Monday, November 15, 2010

the unexpected gift

Due to schedules, my husband and I can't enjoy much real conversation anymore.  We aren't your typical, dad-arrives-home-at-6:00 p.m. household. This morning in the ten minutes I had to talk with my him, I explained that I'd had an unexpected crying episode the previous night.  "Honey, I think I'm on the brink.  I need two hours to myself."

In the good ole' days, he might have ministered to me or asked me what was going on, and then found the extra time to watch the kids.  Now, since he's just as much "on the brink" as I am, he only looked at me seriously for a moment, and then mentally worked on carving out a couple hours.

He can usually study on Sunday night, but because of my little break today, he's still on the job at 11:00 p.m.,  the night before school.  I would feel guilty about that if it weren't for my being so sure I needed a break.  It did help.

Only God knows how long we'll be in our current situation.  When a man loses a job in his fifties, it's a very serious situation--one I wouldn't wish on anyone.  I know of a family who, in ten years, hasn't recovered, and they're exhausted.  It would make me feel better to know that someone out there is gleaning something from all this sharing.

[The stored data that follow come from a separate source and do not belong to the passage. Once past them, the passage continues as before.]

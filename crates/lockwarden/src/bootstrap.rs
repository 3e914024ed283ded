//! Wiring from configuration to a ready-to-use coordinator
//!
//! [`bootstrap`] performs all I/O: it connects the database, creates the lock
//! table, connects the Kubernetes oracle and runs its self-check.
//! [`build_registry`] only assembles already-built parts.

use std::sync::Arc;

use lockwarden_common::{Configuration, EnvIdentityProvider, IdentityProvider, LockError, Result};
use lockwarden_core::{
    CoordinatorRegistry, LockCoordinator, RecoveringCoordinator, StandardCoordinator,
};
use lockwarden_oracle::{KubeClientSettings, KubernetesOracle, LivenessOracle, LivenessVerdict};
use lockwarden_store::{LockStore, SqlLockStore};
use sea_orm::{ConnectOptions, Database};
use tracing::{info, warn};

/// Coordinators built from configuration
pub struct LockSetup {
    pub registry: CoordinatorRegistry,
    /// The registry's current pick
    pub coordinator: Arc<dyn LockCoordinator>,
}

/// Connect to the lock database and make sure the lock table exists
pub async fn connect_store(configuration: &Configuration) -> Result<SqlLockStore> {
    let url = configuration.database_url()?;
    let max_connections = configuration.db_max_connections();
    let connect_timeout = configuration.db_connect_timeout();

    let mut options = ConnectOptions::new(url);
    options
        .max_connections(max_connections)
        .min_connections(1)
        .connect_timeout(connect_timeout)
        .sqlx_logging(false);

    info!(
        max_connections = max_connections,
        connect_timeout_ms = connect_timeout.as_millis() as u64,
        "Database connection pool configured"
    );

    let db = Database::connect(options)
        .await
        .map_err(|e| LockError::StoreRead(format!("failed to connect to lock database: {}", e)))?;

    let store = SqlLockStore::new(db);
    store.init().await?;
    Ok(store)
}

/// Connect the Kubernetes oracle; `None` when no client can be built
pub async fn connect_oracle(configuration: &Configuration) -> Option<Arc<dyn LivenessOracle>> {
    let settings = KubeClientSettings::from_configuration(configuration);
    match KubernetesOracle::connect(&settings).await {
        Ok(oracle) => Some(Arc::new(oracle)),
        Err(e) => {
            warn!(
                error = %format!("{:#}", e),
                "Kubernetes liveness oracle unavailable, lock recovery disabled"
            );
            None
        }
    }
}

/// Build the recovering coordinator and, if configured, verify the oracle
/// recognises this process as alive.
///
/// Returns `None` when the self-check fails, so recovery is never attempted
/// with an oracle that cannot see its own pod.
pub async fn verified_recovery(
    identity_provider: &dyn IdentityProvider,
    store: Arc<dyn LockStore>,
    oracle: Arc<dyn LivenessOracle>,
    configuration: &Configuration,
) -> Option<Arc<RecoveringCoordinator>> {
    let coordinator = RecoveringCoordinator::new(
        identity_provider,
        store,
        oracle,
        configuration.recheck_interval(),
    );

    if coordinator.is_eligible()
        && configuration.oracle_verify_on_startup()
        && coordinator.self_check().await != LivenessVerdict::Alive
    {
        warn!("Liveness oracle does not report this instance as alive, lock recovery disabled");
        return None;
    }

    Some(Arc::new(coordinator))
}

/// Register the available coordinators over `store`, with the standard
/// coordinator as fallback.
pub fn build_registry(
    store: Arc<dyn LockStore>,
    recovering: Option<Arc<RecoveringCoordinator>>,
    configuration: &Configuration,
) -> CoordinatorRegistry {
    let standard = Arc::new(StandardCoordinator::from_configuration(store, configuration));
    let mut registry = CoordinatorRegistry::new(standard);
    if let Some(recovering) = recovering {
        registry.register(recovering);
    }
    registry
}

/// Build everything from configuration and select a coordinator
pub async fn bootstrap(configuration: &Configuration) -> Result<LockSetup> {
    let store: Arc<dyn LockStore> = Arc::new(connect_store(configuration).await?);

    let recovering = match connect_oracle(configuration).await {
        Some(oracle) => {
            let identity = EnvIdentityProvider::new();
            verified_recovery(&identity, store.clone(), oracle, configuration).await
        }
        None => None,
    };

    let registry = build_registry(store, recovering, configuration);
    let coordinator = registry.select();
    Ok(LockSetup {
        registry,
        coordinator,
    })
}
//! SeaORM entity definitions

pub mod database_change_log_lock;

pub mod prelude {
    pub use super::database_change_log_lock::Entity as DatabaseChangeLogLock;
}
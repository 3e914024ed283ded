//! Lockwarden Store - Change log lock record persistence
//!
//! This crate provides:
//! - The `LockStore` trait over the shared singleton lock record
//! - SeaORM entity and SQL-backed store (MySQL/PostgreSQL/SQLite)
//! - In-memory store for single-process hosts and tests

pub mod entity;
pub mod memory;
pub mod model;
pub mod sql;
pub mod traits;

// Re-export sea-orm for convenience
pub use sea_orm;

pub use entity::prelude::*;
pub use memory::MemoryLockStore;
pub use model::LockRecord;
pub use sql::SqlLockStore;
pub use traits::LockStore;
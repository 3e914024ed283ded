//! Lock record model, decoupled from the storage backend

use chrono::{DateTime, Utc};

use crate::entity::database_change_log_lock;

/// State of the shared change log lock
#[derive(Debug, Clone, PartialEq, Eq, Default)]
pub struct LockRecord {
    pub locked: bool,
    pub granted_at: Option<DateTime<Utc>>,
    pub holder: Option<String>,
}

impl LockRecord {
    /// The "not held" sentinel
    pub fn unlocked() -> Self {
        Self::default()
    }

    pub fn locked_by(holder: impl Into<String>, granted_at: DateTime<Utc>) -> Self {
        Self {
            locked: true,
            granted_at: Some(granted_at),
            holder: Some(holder.into()),
        }
    }

    /// Holder token if the lock is currently held by someone
    pub fn current_holder(&self) -> Option<&str> {
        if !self.locked {
            return None;
        }
        self.holder.as_deref().filter(|h| !h.trim().is_empty())
    }

    pub fn is_held_by(&self, holder: &str) -> bool {
        self.current_holder() == Some(holder)
    }

    /// Grant time rendered for diagnostics
    pub fn granted_at_display(&self) -> String {
        self.granted_at
            .map(|t| t.format("%Y-%m-%d %H:%M:%S").to_string())
            .unwrap_or_else(|| "unknown".to_string())
    }
}

impl From<database_change_log_lock::Model> for LockRecord {
    fn from(model: database_change_log_lock::Model) -> Self {
        Self {
            locked: model.locked,
            granted_at: model.lockgranted.map(|t| t.and_utc()),
            holder: model.lockedby,
        }
    }
}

May I please offer something?  If you're in your twenties, thirties, or forties, and you're regularly using credit cards (to replace broken items, for car repairs, for gifts or that much-needed weekend away, etc.) please remember this:  You can never take a job for granted, no matter what industry it's in.  God gives and he takes away.  Live under your means (less house, less car, less of everything), save, tithe, and give thanks for what you have.  Forget about how the Joneses live; they don't pay your bills.

God be my witness:  If we ever get out of this, I'll do everything I can to minister to the working poor, in practical ways, like offering to be a taxi, watch their kids, help with resume distribution, buy household supplies or socks and underwear (can't get those at thrift stores).  My mom bought the children some underclothes when she was here, thank the Lord.

The working poor live in a furiously busy, treading-water kind of way, always on the brink of exhaustion.  No, it's nothing like abject poverty, but it is maddening.  We're only surviving emotionally and spiritually because of God's grace.  As our circumstances become more and more humbling, He becomes more and more important to us--to our very survival.

The Lord has taught me to recognize my urgent need for Him as a blessing.  I'm thankful I can pass that knowledge on to my children, so they're not constantly wondering, "Why us, God?"  At seven and nearly-nine years old, my boys understand the upside-down nature of God's kingdom.  Praise God!

The friend who brought me to the Lord, Phyllis, suffered much in her life.  Unable to conceive children, she adopted two as infants.  Sixteen years later her husband committed suicide, causing painful rifts in the family.  Her children have been distant and nasty over the years.  Her daughter, now in her thirties and an alcoholic, just lost custody of her three children and may be facing a divorce, unless God delivers her from herself.

Phyllis' first grandchild, a baby boy, died of meningitis 12 years ago, which further alienated her son (the baby's father) from the Lord.  Losing his father so horribly, and then his first child, was more than David could bare.  He fell into drug use and got divorced.  Only now is he interested in a relationship with his mother--but not yet with God.  Her daughter, always angry at her mother, has no interest in the Lord, either.

As well, my friend does not have the gift of singleness, but the Lord has kept her single for some twenty years.  Right now she is a short-term missionary in Africa--that being a lifelong dream.  She worked two years in China just recently.  After her husband's death, she went back to school to get a teaching credential, and has been retired now three years.

But, and you guessed it, my friend has a relationship with the Lord that surpasses any I've seen.

As much as someone may try, it's difficult to walk closely with the Lord when all health is good, work is good, children are good, the house and cars are good, and the marriage is good.  Without desperation, we simply don't want much of God--at least not on a daily or hourly basis.




Consider it pure joy, my brothers and sisters, whenever you face trials of many kinds, because you know that the testing of your faith produces perseverance. Let perseverance finish its work so that you may be mature and complete, not lacking anything.
James 1:2-4




Here is my handsome boy, displaying the finger Momma learned how to wrap. Praise God, the wound is flat again!  As I was taking off the bandaid this morning, Peter smiled sheepishly, saying, "This kind of thing always makes me queasy."  I could only give him a chuckle and a hug, telling him I'm the same way.  I'll be so glad when this thing is completely healed!

1 comment:

Laura said...

Christine,
I had no idea your family was going through this. It sounds like God is really using this difficult time to draw you near. Wow. I will pray for you all. But...thank you for giving me this gift tonight--the encouragement that He finds a way to make Himself heard no matter what the circumstance.